Saved entries
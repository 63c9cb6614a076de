//! The fleet console controller.
//!
//! Orchestrates the four client-side sub-protocols against the
//! fleet-management API: list/search/paginate, CRUD mutation with
//! explicit list invalidation, the delete confirmation gate, and the
//! config dual-view. Every failure is recovered here and surfaced as a
//! [`Notice`]; nothing propagates past the triggering operation.
//!
//! All network traffic goes through the injected [`FleetApi`]
//! implementation, one request at a time: an operation awaits its
//! response before the next state transition tied to it, and a
//! mutation's list refresh is issued only after that mutation's success
//! response has been observed.

use fleet_console_api::{ApiError, BotDraft, BotRecord, FleetApi};

use crate::state::{BotListState, ConfigView, DeleteGate, Notice};
use crate::util::format_command_text;

/// Invalidation signal produced by a successful mutation.
///
/// Consuming it re-fetches the list with the filter and page current at
/// that moment. This is the console's only cache-invalidation strategy;
/// rows are never patched locally.
#[must_use]
pub(crate) struct Invalidation;

/// Client-side orchestrator for one fleet-management server.
pub struct Console<A: FleetApi> {
    api: A,
    /// List/search/pagination state.
    pub list: BotListState,
    /// Edit form draft; `Some` while the editor modal is open.
    pub editor: Option<BotDraft>,
    /// Delete confirmation gate.
    pub delete_gate: DeleteGate,
    /// Config dual-view state.
    pub config_view: ConfigView,
    /// Current transient notification, if any.
    pub notice: Option<Notice>,
}

impl<A: FleetApi> Console<A> {
    /// Create a console over the given API implementation.
    pub fn new(api: A) -> Self {
        Self {
            api,
            list: BotListState::new(),
            editor: None,
            delete_gate: DeleteGate::Idle,
            config_view: ConfigView::Hidden,
            notice: None,
        }
    }

    /// The underlying API implementation.
    pub fn api(&self) -> &A {
        &self.api
    }

    // ========== Notifications ==========

    /// Raise a success notice, replacing any current one.
    pub fn notify_success(&mut self, message: impl Into<String>) {
        self.notice = Some(Notice::success(message));
    }

    /// Raise an error notice for an API failure, replacing any current one.
    pub fn notify_api_error(&mut self, error: &ApiError) {
        if error.is_expected() {
            log::warn!("[console] {error}");
        } else {
            log::error!("[console] {error}");
        }
        self.notice = Some(Notice::error(error.to_string()));
    }

    /// Dismiss the current notice.
    pub fn dismiss_notice(&mut self) {
        self.notice = None;
    }

    // ========== List / search / paginate ==========

    /// Fetch the current page with the current filter.
    ///
    /// On success the rows and total atomically replace prior state; on
    /// failure nothing is touched and a notice is raised. Idempotent —
    /// re-invoking with identical arguments is expected (it runs after
    /// every mutation).
    pub async fn refresh(&mut self) {
        let query = self.list.query();
        match self.api.list_bots(&query).await {
            Ok(page) => self.list.set_page_data(page.list, page.total),
            Err(e) => self.notify_api_error(&e),
        }
    }

    /// Submit a new search filter.
    ///
    /// Resets the page to 1 before issuing the request so a narrowed
    /// filter cannot land on an empty out-of-range page.
    pub async fn submit_search(&mut self, filter: String) {
        self.list.page = 1;
        self.list.filter = filter;
        self.refresh().await;
    }

    /// Jump to a page and refresh.
    ///
    /// Out-of-range targets are the pagination component's job to clamp;
    /// the controller takes the target as given.
    pub async fn change_page(&mut self, page: u32) {
        self.list.page = page;
        self.refresh().await;
    }

    // ========== CRUD ==========

    /// Open the editor with an empty create draft (id sentinel `0`).
    pub fn open_create(&mut self) {
        self.editor = Some(BotDraft::new());
    }

    /// Open the editor pre-populated from an existing record.
    pub fn open_edit(&mut self, record: &BotRecord) {
        self.editor = Some(BotDraft::from_record(record));
    }

    /// Close the editor, discarding the draft.
    pub fn close_editor(&mut self) {
        self.editor = None;
    }

    /// Submit the edit form.
    ///
    /// Dispatches on the id sentinel — the sole branch distinguishing
    /// create from update; the payload shape is identical. On success the
    /// list is refreshed (with the filter/page current now) and only then
    /// does the editor close. On failure the editor stays open and
    /// populated so the operator can retry or cancel without re-entering
    /// data, and no refresh happens.
    pub async fn save(&mut self) {
        let Some(draft) = self.editor.clone() else {
            return;
        };

        let result = if draft.is_new() {
            self.api.create_bot(&draft).await
        } else {
            self.api.update_bot(&draft).await
        };

        match result {
            Ok(()) => {
                self.consume(Invalidation).await;
                self.editor = None;
            }
            Err(e) => self.notify_api_error(&e),
        }
    }

    // ========== Delete gate ==========

    /// Ask for confirmation before deleting `bot_id`. Never fires a
    /// request by itself.
    pub fn request_delete(&mut self, bot_id: u64) {
        self.delete_gate.request(bot_id);
    }

    /// Abandon the pending confirmation. No request is issued.
    pub fn cancel_delete(&mut self) {
        self.delete_gate.cancel();
    }

    /// Fire the gated delete.
    ///
    /// A no-op unless a confirmation is pending. The gate bookkeeping
    /// clears once the response is observed, whatever the outcome, so a
    /// late duplicate confirm cannot double-fire.
    pub async fn confirm_delete(&mut self) {
        let Some(bot_id) = self.delete_gate.begin() else {
            return;
        };

        let result = self.api.delete_bot(bot_id).await;
        self.delete_gate.settle();

        match result {
            Ok(()) => {
                self.notify_success("Bot deleted");
                self.consume(Invalidation).await;
            }
            Err(e) => self.notify_api_error(&e),
        }
    }

    // ========== Config dual-view ==========

    /// Fetch and open the read-only raw command viewer.
    ///
    /// The text is re-joined on whitespace runs for legibility before it
    /// is stored. On failure the viewer does not open.
    pub async fn show_raw_config(&mut self, bot_id: u64) {
        match self.api.fetch_command(bot_id).await {
            Ok(text) => self.config_view.open_raw(format_command_text(&text)),
            Err(e) => self.notify_api_error(&e),
        }
    }

    /// Open the structured editor for a bot.
    ///
    /// Only records the target id; fetch/edit/save belong to the
    /// structured-config collaborator, which shares no state with the raw
    /// path.
    pub fn open_structured_config(&mut self, bot_id: u64) {
        self.config_view.open_structured(bot_id);
    }

    /// Close whichever config view is open.
    pub fn close_config(&mut self) {
        self.config_view.close();
    }

    // ========== Invalidation ==========

    async fn consume(&mut self, _signal: Invalidation) {
        self.refresh().await;
    }
}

* _What you have to do_
Restate the data above exactly, keeping each word as it stands.

* _Task output_
repository 63c9cb6614a076de
//! The fleet console controller.
//!
//! Orchestrates the four client-side sub-protocols against the
//! fleet-management API: list/search/paginate, CRUD mutation with
//! explicit list invalidation, the delete confirmation gate, and the
//! config dual-view. Every failure is recovered here and surfaced as a
//! [`Notice`]; nothing propagates past the triggering operation.
//!
//! All network traffic goes through the injected [`FleetApi`]
//! implementation, one request at a time: an operation awaits its
//! response before the next state transition tied to it, and a
//! mutation's list refresh is issued only after that mutation's success
//! response has been observed.

use fleet_console_api::{ApiError, BotDraft, BotRecord, FleetApi};

use crate::state::{BotListState, ConfigView, DeleteGate, Notice};
use crate::util::format_command_text;

/// Invalidation signal produced by a successful mutation.
///
/// Consuming it re-fetches the list with the filter and page current at
/// that moment. This is the console's only cache-invalidation strategy;
/// rows are never patched locally.
#[must_use]
pub(crate) struct Invalidation;

/// Client-side orchestrator for one fleet-management server.
pub struct Console<A: FleetApi> {
    api: A,
    /// List/search/pagination state.
    pub list: BotListState,
    /// Edit form draft; `Some` while the editor modal is open.
    pub editor: Option<BotDraft>,
    /// Delete confirmation gate.
    pub delete_gate: DeleteGate,
    /// Config dual-view state.
    pub config_view: ConfigView,
    /// Current transient notification, if any.
    pub notice: Option<Notice>,
}

impl<A: FleetApi> Console<A> {
    /// Create a console over the given API implementation.
    pub fn new(api: A) -> Self {
        Self {
            api,
            list: BotListState::new(),
            editor: None,
            delete_gate: DeleteGate::Idle,
            config_view: ConfigView::Hidden,
            notice: None,
        }
    }

    /// The underlying API implementation.
    pub fn api(&self) -> &A {
        &self.api
    }

    // ========== Notifications ==========

    /// Raise a success notice, replacing any current one.
    pub fn notify_success(&mut self, message: impl Into<String>) {
        self.notice = Some(Notice::success(message));
    }

    /// Raise an error notice for an API failure, replacing any current one.
    pub fn notify_api_error(&mut self, error: &ApiError) {
        if error.is_expected() {
            log::warn!("[console] {error}");
        } else {
            log::error!("[console] {error}");
        }
        self.notice = Some(Notice::error(error.to_string()));
    }

    /// Dismiss the current notice.
    pub fn dismiss_notice(&mut self) {
        self.notice = None;
    }

    // ========== List / search / paginate ==========

    /// Fetch the current page with the current filter.
    ///
    /// On success the rows and total atomically replace prior state; on
    /// failure nothing is touched and a notice is raised. Idempotent —
    /// re-invoking with identical arguments is expected (it runs after
    /// every mutation).
    pub async fn refresh(&mut self) {
        let query = self.list.query();
        match self.api.list_bots(&query).await {
            Ok(page) => self.list.set_page_data(page.list, page.total),
            Err(e) => self.notify_api_error(&e),
        }
    }

    /// Submit a new search filter.
    ///
    /// Resets the page to 1 before issuing the request so a narrowed
    /// filter cannot land on an empty out-of-range page.
    pub async fn submit_search(&mut self, filter: String) {
        self.list.page = 1;
        self.list.filter = filter;
        self.refresh().await;
    }

    /// Jump to a page and refresh.
    ///
    /// Out-of-range targets are the pagination component's job to clamp;
    /// the controller takes the target as given.
    pub async fn change_page(&mut self, page: u32) {
        self.list.page = page;
        self.refresh().await;
    }

    // ========== CRUD ==========

    /// Open the editor with an empty create draft (id sentinel `0`).
    pub fn open_create(&mut self) {
        self.editor = Some(BotDraft::new());
    }

    /// Open the editor pre-populated from an existing record.
    pub fn open_edit(&mut self, record: &BotRecord) {
        self.editor = Some(BotDraft::from_record(record));
    }

    /// Close the editor, discarding the draft.
    pub fn close_editor(&mut self) {
        self.editor = None;
    }

    /// Submit the edit form.
    ///
    /// Dispatches on the id sentinel — the sole branch distinguishing
    /// create from update; the payload shape is identical. On success the
    /// list is refreshed (with the filter/page current now) and only then
    /// does the editor close. On failure the editor stays open and
    /// populated so the operator can retry or cancel without re-entering
    /// data, and no refresh happens.
    pub async fn save(&mut self) {
        let Some(draft) = self.editor.clone() else {
            return;
        };

        let result = if draft.is_new() {
            self.api.create_bot(&draft).await
        } else {
            self.api.update_bot(&draft).await
        };

        match result {
            Ok(()) => {
                self.consume(Invalidation).await;
                self.editor = None;
            }
            Err(e) => self.notify_api_error(&e),
        }
    }

    // ========== Delete gate ==========

    /// Ask for confirmation before deleting `bot_id`. Never fires a
    /// request by itself.
    pub fn request_delete(&mut self, bot_id: u64) {
        self.delete_gate.request(bot_id);
    }

    /// Abandon the pending confirmation. No request is issued.
    pub fn cancel_delete(&mut self) {
        self.delete_gate.cancel();
    }

    /// Fire the gated delete.
    ///
    /// A no-op unless a confirmation is pending. The gate bookkeeping
    /// clears once the response is observed, whatever the outcome, so a
    /// late duplicate confirm cannot double-fire.
    pub async fn confirm_delete(&mut self) {
        let Some(bot_id) = self.delete_gate.begin() else {
            return;
        };

        let result = self.api.delete_bot(bot_id).await;
        self.delete_gate.settle();

        match result {
            Ok(()) => {
                self.notify_success("Bot deleted");
                self.consume(Invalidation).await;
            }
            Err(e) => self.notify_api_error(&e),
        }
    }

    // ========== Config dual-view ==========

    /// Fetch and open the read-only raw command viewer.
    ///
    /// The text is re-joined on whitespace runs for legibility before it
    /// is stored. On failure the viewer does not open.
    pub async fn show_raw_config(&mut self, bot_id: u64) {
        match self.api.fetch_command(bot_id).await {
            Ok(text) => self.config_view.open_raw(format_command_text(&text)),
            Err(e) => self.notify_api_error(&e),
        }
    }

    /// Open the structured editor for a bot.
    ///
    /// Only records the target id; fetch/edit/save belong to the
    /// structured-config collaborator, which shares no state with the raw
    /// path.
    pub fn open_structured_config(&mut self, bot_id: u64) {
        self.config_view.open_structured(bot_id);
    }

    /// Close whichever config view is open.
    pub fn close_config(&mut self) {
        self.config_view.close();
    }

    // ========== Invalidation ==========

    async fn consume(&mut self, _signal: Invalidation) {
        self.refresh().await;
    }
}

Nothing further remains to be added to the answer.